Now this latter definition is not only incorrect, but would also be detrimental to our nation’s intelligence gathering capabilities. Imagine a rule that says after five years of inactivity information on our covert intelligence agents is suddenly part of the open record and “fair game” for anyone who wants to disseminate it in the mass media. The people who are positing this interpretation are either not thinking it through clearly (and to be charitable that is what I assume for most of them) or they are complete idiots.

So let’s stop and think about this a little bit more. If we really had such a thing as a five-year statute of limitations on protecting our covert agents and it could be clearly demonstrated that Valerie Wilson has not been actively working overseas for at least five years, then it would seem to be an open and shut case. So please explain why the Justice Department has spent the better part of two years and millions of taxpayer dollars pursuing this case. Because if that is the case then the only real scandal is why the special prosecutor is wasting our time and resources (not to mention throwing journalists in jail).

The truth of the matter is that Valerie Wilson was a covert agent at one time as this article makes clear:
 
The investigation was triggered when CIA lawyers asked the Justice Department to look into who revealed the identity of Wilson’s wife, who worked overseas under deep cover posing as a private industry energy analyst.

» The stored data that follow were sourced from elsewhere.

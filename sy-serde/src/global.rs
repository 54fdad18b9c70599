// sy - typed protobuf envelope serialization
// Copyright Bitdrift, Inc. All rights reserved.
//
// Use of this source code is governed by a source available license that can be found in the
// LICENSE file or at:
// https://polyformproject.org/wp-content/uploads/2020/06/PolyForm-Shield-1.0.0.txt

//! The process-wide registry.
//!
//! Programs call [`initialize_global`] once at startup, register their types, and then
//! [seal](TypeRegistry::seal) it. Code that runs before initialization falls back to a registry
//! built from [`Config::default`].

use crate::config::Config;
use crate::contract::Serializable;
use crate::dispatch::{Deserialized, deserialize};
use crate::registry::TypeRegistry;
use crate::wrapper::Wrapper;
use crate::{Error, Result};
use std::sync::OnceLock;

static GLOBAL: OnceLock<TypeRegistry> = OnceLock::new();

/// Installs the process-wide registry built from `config`. Fails with
/// [`Error::AlreadyInitialized`] if it was already installed, including implicitly by
/// [`global`].
pub fn initialize_global(config: &Config) -> Result<&'static TypeRegistry> {
  let registry = TypeRegistry::from_config(config)?;

  let mut installed = false;
  let global = GLOBAL.get_or_init(|| {
    installed = true;
    registry
  });

  if !installed {
    return Err(Error::AlreadyInitialized);
  }

  log::info!("initialized global type registry with {} types", global.len());
  Ok(global)
}

/// The process-wide registry. If [`initialize_global`] has not run yet, this installs a registry
/// built from [`Config::default`], including the built-in wrappers.
///
/// The built-in wrappers have distinct tags and schemas, so registering them into a fresh
/// registry cannot fail. Should that ever change, the error is logged and the registry is
/// installed with whatever registered before the failure rather than panicking in a lookup path.
pub fn global() -> &'static TypeRegistry {
  GLOBAL.get_or_init(|| {
    let registry = TypeRegistry::new(&Config::default());
    if let Err(e) = crate::builtin::register_builtin_wrappers(&registry) {
      log::error!("failed to register built-in wrappers: {e}");
    }
    registry
  })
}

pub fn register<T: Serializable>() -> Result<()> {
  global().register::<T>()
}

pub fn register_wrapper<W: Wrapper>() -> Result<()> {
  global().register_wrapper::<W>()
}

pub fn deserialize_global(data: &[u8]) -> Result<Deserialized> {
  deserialize(global(), data)
}
// sy - typed protobuf envelope serialization
// Copyright Bitdrift, Inc. All rights reserved.
//
// Use of this source code is governed by a source available license that can be found in the
// LICENSE file or at:
// https://polyformproject.org/wp-content/uploads/2020/06/PolyForm-Shield-1.0.0.txt

//! Serializable types shared by integration tests and fuzz targets.

use sy_proto::protos::testing::fixtures::{Account as AccountProto, Label, Point as PointProto};
use sy_serde::{Config, Result, Serializable, TypeRegistry};

//
// Point
//

#[derive(Clone, Copy, Debug, Default, PartialEq, Eq)]
pub struct Point {
  pub x: i64,
  pub y: i64,
}

impl Serializable for Point {
  type Schema = PointProto;

  fn type_name() -> &'static str {
    "pkg.Point"
  }

  fn to_payload(&self) -> Result<PointProto> {
    Ok(PointProto {
      x: self.x,
      y: self.y,
      ..Default::default()
    })
  }

  fn from_payload(payload: PointProto) -> Result<Self> {
    Ok(Self {
      x: payload.x,
      y: payload.y,
    })
  }
}

//
// Tag / Caption
//

macro_rules! label_type {
  ($name:ident, $tag:literal) => {
    #[derive(Clone, Debug, Default, PartialEq, Eq)]
    pub struct $name(pub String);

    impl Serializable for $name {
      type Schema = Label;

      fn type_name() -> &'static str {
        $tag
      }

      fn to_payload(&self) -> Result<Label> {
        Ok(Label {
          text: self.0.clone(),
          ..Default::default()
        })
      }

      fn from_payload(payload: Label) -> Result<Self> {
        Ok(Self(payload.text))
      }
    }
  };
}

// Both map onto the Label schema, which makes it ambiguous once both are registered.
label_type!(Tag, "pkg.Tag");
label_type!(Caption, "pkg.Caption");

//
// Account
//

#[derive(Clone, Debug, Default, PartialEq, Eq)]
pub struct Account {
  pub name: String,
  pub id: Vec<u8>,
  pub roles: Vec<String>,
  pub home: Option<Point>,
}

impl Serializable for Account {
  type Schema = AccountProto;

  fn type_name() -> &'static str {
    "pkg.Account"
  }

  fn to_payload(&self) -> Result<AccountProto> {
    Ok(AccountProto {
      name: self.name.clone(),
      id: self.id.clone(),
      roles: self.roles.clone(),
      home: self
        .home
        .as_ref()
        .map(Point::to_payload)
        .transpose()?
        .into(),
      ..Default::default()
    })
  }

  fn from_payload(payload: AccountProto) -> Result<Self> {
    Ok(Self {
      name: payload.name,
      id: payload.id,
      roles: payload.roles,
      home: payload.home.into_option().map(Point::from_payload).transpose()?,
    })
  }

  fn name(&self) -> Option<&str> {
    Some(&self.name)
  }
}

/// A registry holding every fixture type plus the built-in wrappers.
#[must_use]
pub fn fixture_registry() -> TypeRegistry {
  let registry = TypeRegistry::from_config(&Config::default()).unwrap();
  registry.register::<Point>().unwrap();
  registry.register::<Tag>().unwrap();
  registry.register::<Caption>().unwrap();
  registry.register::<Account>().unwrap();
  log::debug!("fixture registry: {registry:?}");
  registry
}
// sy - typed protobuf envelope serialization
// Copyright Bitdrift, Inc. All rights reserved.
//
// Use of this source code is governed by a source available license that can be found in the
// LICENSE file or at:
// https://polyformproject.org/wp-content/uploads/2020/06/PolyForm-Shield-1.0.0.txt

#[cfg(test)]
#[path = "./registry_test.rs"]
mod tests;

use crate::config::{AmbiguityPolicy, Config};
use crate::contract::{Serializable, WrappedType, is_wrapper};
use crate::wrapper::{self, Wrapper};
use crate::{Error, Result};
use ahash::AHashMap;
use itertools::Itertools;
use parking_lot::RwLock;
use protobuf::Message;
use protobuf::reflect::MessageDescriptor;
use std::any::{Any, TypeId};
use std::fmt;
use std::sync::Arc;

type Factory = fn(&[u8]) -> Result<Box<dyn Any + Send>>;

//
// RegistryEntry
//

/// A registered type: its tag, its schema and how to rebuild a value from payload bytes.
pub struct RegistryEntry {
  type_tag: &'static str,
  rust_type: TypeId,
  schema: MessageDescriptor,
  wrapped: Option<WrappedType>,
  factory: Factory,
}

impl RegistryEntry {
  fn native<T: Serializable>() -> Self {
    Self {
      type_tag: T::type_name(),
      rust_type: TypeId::of::<T>(),
      schema: T::schema_descriptor(),
      wrapped: None,
      factory: reconstruct_native::<T>,
    }
  }

  fn foreign<W: Wrapper>(wrapped: WrappedType) -> Self {
    Self {
      type_tag: W::type_name(),
      rust_type: TypeId::of::<W>(),
      schema: W::schema_descriptor(),
      wrapped: Some(wrapped),
      factory: reconstruct_foreign::<W>,
    }
  }

  #[must_use]
  pub const fn type_tag(&self) -> &'static str {
    self.type_tag
  }

  #[must_use]
  pub const fn schema(&self) -> &MessageDescriptor {
    &self.schema
  }

  #[must_use]
  pub fn schema_name(&self) -> &str {
    self.schema.full_name()
  }

  /// The foreign type produced by [`Self::reconstruct`] when this entry is a wrapper.
  #[must_use]
  pub const fn wrapped(&self) -> Option<WrappedType> {
    self.wrapped
  }

  /// Parses `payload` with this entry's schema and rebuilds the value. Wrapper entries return
  /// the foreign value, never the wrapper.
  pub fn reconstruct(&self, payload: &[u8]) -> Result<Box<dyn Any + Send>> {
    (self.factory)(payload)
  }
}

impl fmt::Debug for RegistryEntry {
  fn fmt(&self, f: &mut fmt::Formatter<'_>) -> fmt::Result {
    f.debug_struct("RegistryEntry")
      .field("type_tag", &self.type_tag)
      .field("schema", &self.schema.full_name())
      .field("wrapped", &self.wrapped.map(|w| w.type_name()))
      .finish_non_exhaustive()
  }
}

fn parse_payload<T: Serializable>(payload: &[u8]) -> Result<T::Schema> {
  T::Schema::parse_from_bytes(payload).map_err(|source| Error::MalformedPayload {
    type_tag: T::type_name().to_string(),
    schema: T::schema_descriptor().full_name().to_string(),
    source,
  })
}

fn reconstruct_native<T: Serializable>(payload: &[u8]) -> Result<Box<dyn Any + Send>> {
  Ok(Box::new(T::from_payload(parse_payload::<T>(payload)?)?))
}

fn reconstruct_foreign<W: Wrapper>(payload: &[u8]) -> Result<Box<dyn Any + Send>> {
  Ok(Box::new(
    W::from_payload(parse_payload::<W>(payload)?)?.into_foreign(),
  ))
}

//
// SchemaBinding
//

/// The reverse mapping recorded for a schema.
#[derive(Clone, Debug, PartialEq, Eq)]
pub enum SchemaBinding {
  Unique(&'static str),
  /// More than one type encodes to the schema. The tags are kept in registration order.
  Ambiguous(Vec<&'static str>),
}

impl SchemaBinding {
  fn candidates(&self) -> Vec<&'static str> {
    match self {
      Self::Unique(tag) => vec![*tag],
      Self::Ambiguous(tags) => tags.clone(),
    }
  }
}

fn to_owned_tags(tags: &[&'static str]) -> Vec<String> {
  tags.iter().map(ToString::to_string).collect()
}

//
// TypeRegistry
//

#[derive(Default)]
struct RegistryState {
  by_tag: AHashMap<&'static str, Arc<RegistryEntry>>,
  by_schema: AHashMap<String, SchemaBinding>,
  by_foreign: AHashMap<TypeId, &'static str>,
  sealed: bool,
}

/// Maps type tags to registered types and schemas back to the type that owns them.
///
/// Registration is append-only. Once all types are registered the registry is normally
/// [sealed](Self::seal) and only read from. Registration and lookup take a reader/writer lock
/// so lookups never observe a half-applied registration, even when types are registered
/// lazily while other threads deserialize.
pub struct TypeRegistry {
  ambiguity: AmbiguityPolicy,
  max_envelope_size: Option<usize>,
  state: RwLock<RegistryState>,
}

impl Default for TypeRegistry {
  fn default() -> Self {
    Self::new(&Config::default())
  }
}

impl TypeRegistry {
  /// Creates an empty registry. Built-in wrappers are not registered, see
  /// [`Self::from_config`].
  #[must_use]
  pub fn new(config: &Config) -> Self {
    Self {
      ambiguity: config.ambiguity,
      max_envelope_size: config.max_envelope_size,
      state: RwLock::new(RegistryState::default()),
    }
  }

  /// Creates a registry and registers the built-in wrappers if the config asks for them.
  pub fn from_config(config: &Config) -> Result<Self> {
    let registry = Self::new(config);
    if config.builtin_wrappers {
      crate::builtin::register_builtin_wrappers(&registry)?;
    }
    Ok(registry)
  }

  #[must_use]
  pub const fn ambiguity_policy(&self) -> AmbiguityPolicy {
    self.ambiguity
  }

  #[must_use]
  pub const fn max_envelope_size(&self) -> Option<usize> {
    self.max_envelope_size
  }

  /// Registers a type that implements the contract itself. Wrapper adapters must use
  /// [`Self::register_wrapper`] so that decoding yields the foreign value.
  pub fn register<T: Serializable>(&self) -> Result<()> {
    if is_wrapper::<T>() {
      return Err(Error::InvalidWrapper {
        type_name: T::type_name(),
        reason: "wrappers must be registered with register_wrapper".to_string(),
      });
    }

    self.insert(RegistryEntry::native::<T>())
  }

  pub fn register_wrapper<W: Wrapper>(&self) -> Result<()> {
    let wrapped = wrapper::validate::<W>()?;
    self.insert(RegistryEntry::foreign::<W>(wrapped))
  }

  fn insert(&self, entry: RegistryEntry) -> Result<()> {
    let mut state = self.state.write();
    if state.sealed {
      return Err(Error::RegistrySealed);
    }

    if let Some(existing) = state.by_tag.get(entry.type_tag) {
      if existing.rust_type == entry.rust_type {
        log::debug!("{} is already registered", entry.type_tag);
        return Ok(());
      }
      return Err(Error::DuplicateTypeTag {
        type_tag: entry.type_tag.to_string(),
      });
    }

    let schema = entry.schema_name().to_string();
    let binding = match state.by_schema.get(&schema) {
      None => SchemaBinding::Unique(entry.type_tag),
      Some(existing) => {
        let mut candidates = existing.candidates();
        candidates.push(entry.type_tag);

        if self.ambiguity == AmbiguityPolicy::Reject {
          return Err(Error::AmbiguousSchema {
            schema,
            candidates: to_owned_tags(&candidates),
          });
        }

        log::warn!(
          "schema {} is shared by {}, it can no longer be used to resolve a type",
          schema,
          candidates.iter().join(", ")
        );
        SchemaBinding::Ambiguous(candidates)
      },
    };

    log::debug!("registered {} with schema {}", entry.type_tag, schema);
    state.by_schema.insert(schema, binding);
    if let Some(wrapped) = entry.wrapped {
      state
        .by_foreign
        .entry(wrapped.type_id())
        .or_insert(entry.type_tag);
    }
    state.by_tag.insert(entry.type_tag, Arc::new(entry));

    Ok(())
  }

  /// Resolves an envelope's type tag to the registered type. Fails with
  /// [`Error::AmbiguousType`] when the type's schema is shared, since a payload in that schema
  /// cannot be attributed to one type.
  pub fn resolve(&self, type_tag: &str) -> Result<Arc<RegistryEntry>> {
    let state = self.state.read();
    let entry = state
      .by_tag
      .get(type_tag)
      .ok_or_else(|| Error::UnknownType {
        type_tag: type_tag.to_string(),
      })?;

    match state.by_schema.get(entry.schema_name()) {
      Some(SchemaBinding::Unique(_)) => Ok(entry.clone()),
      Some(SchemaBinding::Ambiguous(candidates)) => Err(Error::AmbiguousType {
        type_tag: type_tag.to_string(),
        schema: entry.schema_name().to_string(),
        candidates: to_owned_tags(candidates),
      }),
      None => Err(Error::UnknownSchema {
        schema: entry.schema_name().to_string(),
      }),
    }
  }

  /// Resolves a schema's full protobuf name to the one type registered against it.
  pub fn resolve_schema(&self, schema: &str) -> Result<Arc<RegistryEntry>> {
    let state = self.state.read();
    match state.by_schema.get(schema) {
      Some(SchemaBinding::Unique(tag)) => {
        state
          .by_tag
          .get(tag)
          .cloned()
          .ok_or_else(|| Error::UnknownType {
            type_tag: (*tag).to_string(),
          })
      },
      Some(SchemaBinding::Ambiguous(candidates)) => Err(Error::AmbiguousSchema {
        schema: schema.to_string(),
        candidates: to_owned_tags(candidates),
      }),
      None => Err(Error::UnknownSchema {
        schema: schema.to_string(),
      }),
    }
  }

  #[must_use]
  pub fn schema_binding(&self, schema: &str) -> Option<SchemaBinding> {
    self.state.read().by_schema.get(schema).cloned()
  }

  /// Ends the registration phase. Later registrations fail with [`Error::RegistrySealed`].
  pub fn seal(&self) {
    self.state.write().sealed = true;
  }

  #[must_use]
  pub fn is_sealed(&self) -> bool {
    self.state.read().sealed
  }

  #[must_use]
  pub fn contains(&self, type_tag: &str) -> bool {
    self.state.read().by_tag.contains_key(type_tag)
  }

  #[must_use]
  pub fn len(&self) -> usize {
    self.state.read().by_tag.len()
  }

  #[must_use]
  pub fn is_empty(&self) -> bool {
    self.len() == 0
  }

  /// Sorted names of the schemas that are shared by more than one type.
  #[must_use]
  pub fn ambiguous_schemas(&self) -> Vec<String> {
    self
      .state
      .read()
      .by_schema
      .iter()
      .filter(|(_, binding)| matches!(binding, SchemaBinding::Ambiguous(_)))
      .map(|(schema, _)| schema.clone())
      .sorted()
      .collect()
  }

  /// The tag of the first wrapper registered for the foreign type `F`.
  #[must_use]
  pub fn wrapper_tag_for<F: 'static>(&self) -> Option<&'static str> {
    self
      .state
      .read()
      .by_foreign
      .get(&TypeId::of::<F>())
      .copied()
  }
}

impl fmt::Debug for TypeRegistry {
  fn fmt(&self, f: &mut fmt::Formatter<'_>) -> fmt::Result {
    let state = self.state.read();
    f.debug_struct("TypeRegistry")
      .field("ambiguity", &self.ambiguity)
      .field("types", &state.by_tag.keys().sorted().collect_vec())
      .field("sealed", &state.sealed)
      .finish_non_exhaustive()
  }
}
// sy - typed protobuf envelope serialization
// Copyright Bitdrift, Inc. All rights reserved.
//
// Use of this source code is governed by a source available license that can be found in the
// LICENSE file or at:
// https://polyformproject.org/wp-content/uploads/2020/06/PolyForm-Shield-1.0.0.txt

// Test code only.
#![allow(clippy::panic, clippy::unwrap_used)]

pub mod fixtures;

pub fn test_global_init() {
  sy_log::SwapLogger::initialize();
}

And the fact that she recently took time off to raise a family and had not been overseas in the past five years (assuming that is the case) is beside the point.
Plus, it is also highly likely that she was able to continue working as a covert agent while stateside by keeping in contact with her foreign sources via telephone and e-mail.

But all of that is now lost thanks to loose-lipped Karl Rove. Once he decided to fire up his signature smear operation against Ambassador Joseph Wilson he wasn’t about to let a little thing like our nation’s national security interests get in the way of his scoring political points against a critic of the administration.